Perth, Western Australia
Perth was a two day layover on my way to Albany. I only went to Kings Park which was massive, but I didn't find anything else too charming there. I've been told that I just wasn't in the right place and that there are some "epic" spots there. 

Albany, Western Australia
If you venture off the main road, Albany during winter is like a ghost town. There are houses everywhere but you have no idea where the people are that occupy them. I was working for accomodation at a lovely place that felt more like a home than a hostel. You definitely need a car here though to go see anything. 

Brisbane, Queensland 
I've heard a lot of people say they don't like Brisbane but I actually liked it. Granted I barely ventured out of the CBD (Central Business District), but the overall vibe of people was very relaxed which I liked. 

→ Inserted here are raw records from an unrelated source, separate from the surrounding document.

//! Trigger wheel configuration supplied once per session.
//!
//! The values arrive already parsed from the tuning layer; this module only
//! checks the invariants the decoder relies on so a bad wheel description is
//! refused up front instead of surfacing as a divide-by-zero in the edge path.

use core::fmt;

/// Milli-degrees in one crank revolution.
pub const MILLIDEGREES_PER_REVOLUTION: u32 = 360_000;

/// Largest crank angle the decoder reports before wrapping.
#[derive(Copy, Clone, Debug, Eq, PartialEq)]
#[cfg_attr(feature = "defmt", derive(defmt::Format))]
pub enum MaxCrankAngle {
    /// Wasted-spark / paired operation: one revolution is a full cycle.
    Degrees360,
    /// Sequential operation: the cycle spans two revolutions and needs a cam reference.
    Degrees720,
}

impl MaxCrankAngle {
    /// Cycle length in milli-degrees.
    #[must_use]
    pub const fn millidegrees(self) -> u32 {
        match self {
            MaxCrankAngle::Degrees360 => MILLIDEGREES_PER_REVOLUTION,
            MaxCrankAngle::Degrees720 => 2 * MILLIDEGREES_PER_REVOLUTION,
        }
    }

    /// Returns `true` when a secondary (cam) reference is required for full sync.
    #[must_use]
    pub const fn is_sequential(self) -> bool {
        matches!(self, MaxCrankAngle::Degrees720)
    }
}

/// Ratio filter applied on top of the fixed tick filter.
///
/// An edge arriving sooner than the given share of the last tooth width is
/// treated as a spurious duplicate.
#[derive(Copy, Clone, Debug, Default, Eq, PartialEq)]
#[cfg_attr(feature = "defmt", derive(defmt::Format))]
pub enum FilterLevel {
    #[default]
    Off,
    Lite,
    Medium,
    Aggressive,
}

impl FilterLevel {
    /// Share of the last tooth width, in percent.
    #[must_use]
    pub const fn percent(self) -> u32 {
        match self {
            FilterLevel::Off => 0,
            FilterLevel::Lite => 25,
            FilterLevel::Medium => 50,
            FilterLevel::Aggressive => 75,
        }
    }
}

/// Reasons a [`TriggerConfig`] is refused.
#[derive(Copy, Clone, Debug, Eq, PartialEq)]
#[cfg_attr(feature = "defmt", derive(defmt::Format))]
pub enum ConfigError {
    /// The wheel needs at least two tooth positions.
    TooFewTeeth { teeth: u16 },
    /// Without a gap there is no reference tooth to sync on.
    NoMissingTeeth,
    /// At least one physical tooth has to remain on the wheel.
    TooManyMissingTeeth { teeth: u16, missing: u16 },
    /// Stall detection needs a non-zero minimum cranking speed.
    ZeroStallRpm,
    /// Offset must stay within one cycle in either direction.
    OffsetOutOfRange { offset_millidegrees: i32 },
}

impl fmt::Display for ConfigError {
    fn fmt(&self, f: &mut fmt::Formatter<'_>) -> fmt::Result {
        match self {
            ConfigError::TooFewTeeth { teeth } => {
                write!(f, "trigger wheel needs more than one tooth (got {teeth})")
            }
            ConfigError::NoMissingTeeth => f.write_str("trigger wheel has no missing teeth"),
            ConfigError::TooManyMissingTeeth { teeth, missing } => write!(
                f,
                "{missing} missing teeth leave no physical tooth on a {teeth}-tooth wheel"
            ),
            ConfigError::ZeroStallRpm => f.write_str("minimum cranking rpm for stall must be > 0"),
            ConfigError::OffsetOutOfRange {
                offset_millidegrees,
            } => write!(
                f,
                "trigger angle offset {offset_millidegrees} mdeg exceeds the crank cycle"
            ),
        }
    }
}

impl core::error::Error for ConfigError {}

/// Immutable wheel description for one decoding session.
#[derive(Copy, Clone, Debug, Eq, PartialEq)]
#[cfg_attr(feature = "defmt", derive(defmt::Format))]
pub struct TriggerConfig {
    /// Tooth positions per crank revolution, missing ones included.
    pub teeth_per_revolution: u16,
    /// Consecutive teeth removed to form the reference gap.
    pub missing_teeth: u16,
    /// Angle added to every reported crank angle.
    pub trigger_angle_offset_millidegrees: i32,
    /// Intervals shorter than this many microseconds are dropped as noise.
    pub noise_filter_ticks: u32,
    pub filter_level: FilterLevel,
    pub max_crank_angle: MaxCrankAngle,
    /// Engine speed below which a missing edge counts as a stall.
    pub min_cranking_rpm_for_stall: u16,
    /// Below this speed revolution time follows the last tooth instead of tooth one.
    pub cranking_rpm: u16,
    /// Anomalies tolerated in a row before sync is dropped.
    pub max_consecutive_anomalies: u8,
}

impl TriggerConfig {
    pub const DEFAULT_MIN_CRANKING_RPM_FOR_STALL: u16 = 50;
    pub const DEFAULT_CRANKING_RPM: u16 = 400;
    pub const DEFAULT_MAX_CONSECUTIVE_ANOMALIES: u8 = 3;

    /// Builds a configuration for an `N-M` missing-tooth wheel with default tuning.
    #[must_use]
    pub const fn missing_tooth(teeth_per_revolution: u16, missing_teeth: u16) -> Self {
        Self {
            teeth_per_revolution,
            missing_teeth,
            trigger_angle_offset_millidegrees: 0,
            noise_filter_ticks: 0,
            filter_level: FilterLevel::Off,
            max_crank_angle: MaxCrankAngle::Degrees360,
            min_cranking_rpm_for_stall: Self::DEFAULT_MIN_CRANKING_RPM_FOR_STALL,
            cranking_rpm: Self::DEFAULT_CRANKING_RPM,
            max_consecutive_anomalies: Self::DEFAULT_MAX_CONSECUTIVE_ANOMALIES,
        }
    }

    #[must_use]
    pub const fn with_angle_offset(mut self, offset_millidegrees: i32) -> Self {
        self.trigger_angle_offset_millidegrees = offset_millidegrees;
        self
    }

    #[must_use]
    pub const fn with_noise_filter(mut self, ticks: u32, level: FilterLevel) -> Self {
        self.noise_filter_ticks = ticks;
        self.filter_level = level;
        self
    }

    #[must_use]
    pub const fn with_max_crank_angle(mut self, max_crank_angle: MaxCrankAngle) -> Self {
        self.max_crank_angle = max_crank_angle;
        self
    }

    #[must_use]
    pub const fn with_stall_rpm(mut self, rpm: u16) -> Self {
        self.min_cranking_rpm_for_stall = rpm;
        self
    }

    #[must_use]
    pub const fn with_cranking_rpm(mut self, rpm: u16) -> Self {
        self.cranking_rpm = rpm;
        self
    }

    #[must_use]
    pub const fn with_max_consecutive_anomalies(mut self, limit: u8) -> Self {
        self.max_consecutive_anomalies = limit;
        self
    }

    /// Angular pitch between adjacent tooth positions.
    #[must_use]
    pub const fn angle_per_tooth_millidegrees(&self) -> u32 {
        MILLIDEGREES_PER_REVOLUTION / self.teeth_per_revolution as u32
    }

    /// Checks the invariants the decoder depends on.
    ///
    /// # Errors
    ///
    /// Returns the first violated invariant.
    pub const fn validate(&self) -> Result<(), ConfigError> {
        if self.teeth_per_revolution <= 1 {
            return Err(ConfigError::TooFewTeeth {
                teeth: self.teeth_per_revolution,
            });
        }
        if self.missing_teeth == 0 {
            return Err(ConfigError::NoMissingTeeth);
        }
        if self.missing_teeth >= self.teeth_per_revolution {
            return Err(ConfigError::TooManyMissingTeeth {
                teeth: self.teeth_per_revolution,
                missing: self.missing_teeth,
            });
        }
        if self.min_cranking_rpm_for_stall == 0 {
            return Err(ConfigError::ZeroStallRpm);
        }
        let limit = self.max_crank_angle.millidegrees();
        if self.trigger_angle_offset_millidegrees.unsigned_abs() >= limit {
            return Err(ConfigError::OffsetOutOfRange {
                offset_millidegrees: self.trigger_angle_offset_millidegrees,
            });
        }
        Ok(())
    }
}

impl Default for TriggerConfig {
    fn default() -> Self {
        Self::missing_tooth(36, 1)
    }
}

Magnetic Island, Queensland
Where I am now! I've only been here a couple of days so far, but I can't say the view is bad to wake up to. I'll be here for another week until heading back to Brisbane again. For now I have this pup CC to keep me company. 


Family

A common getting to know you question people ask when you're travelling is, "Do you have any brothers or sisters?" And my response is that no, not only am I an only child, im a lonely child, as I do not have any brothers or sisters, I do not have a single cousin either. That's right, enter my family and welcome to the hen house. My grandmother had three girls and out of three girls only one girl was born. My uncle has been the only male brave enough to handle us all and has been around since I started having memories. It's easy to see though how my family could have been very overprotective over the years, and why over my teens and 20s I sometimes got overwhelmed and shut them out. 

It was the worry about them being overprotective and the guilt that I may be disappointing them by not having the typical all American girl lifestyle, that prevented from regularly keeping in contact with them. I had already worked myself up that they disapproved of my nomad life and that I did not want to talk to anyone unsupportive. And like most people my age and younger, it turns out I had underestimated them. Yesterday for the first time in a long time I finally reached reached out to them and thanks to modern technology we did it via video chat. I waited for the judgements to roll in, and instead all I got was love and support. After all this time and all of my concerns about them, it turned out that all I needed to do to make them happy was for them to know that I was happy. 

Now that's not very hard at all is it?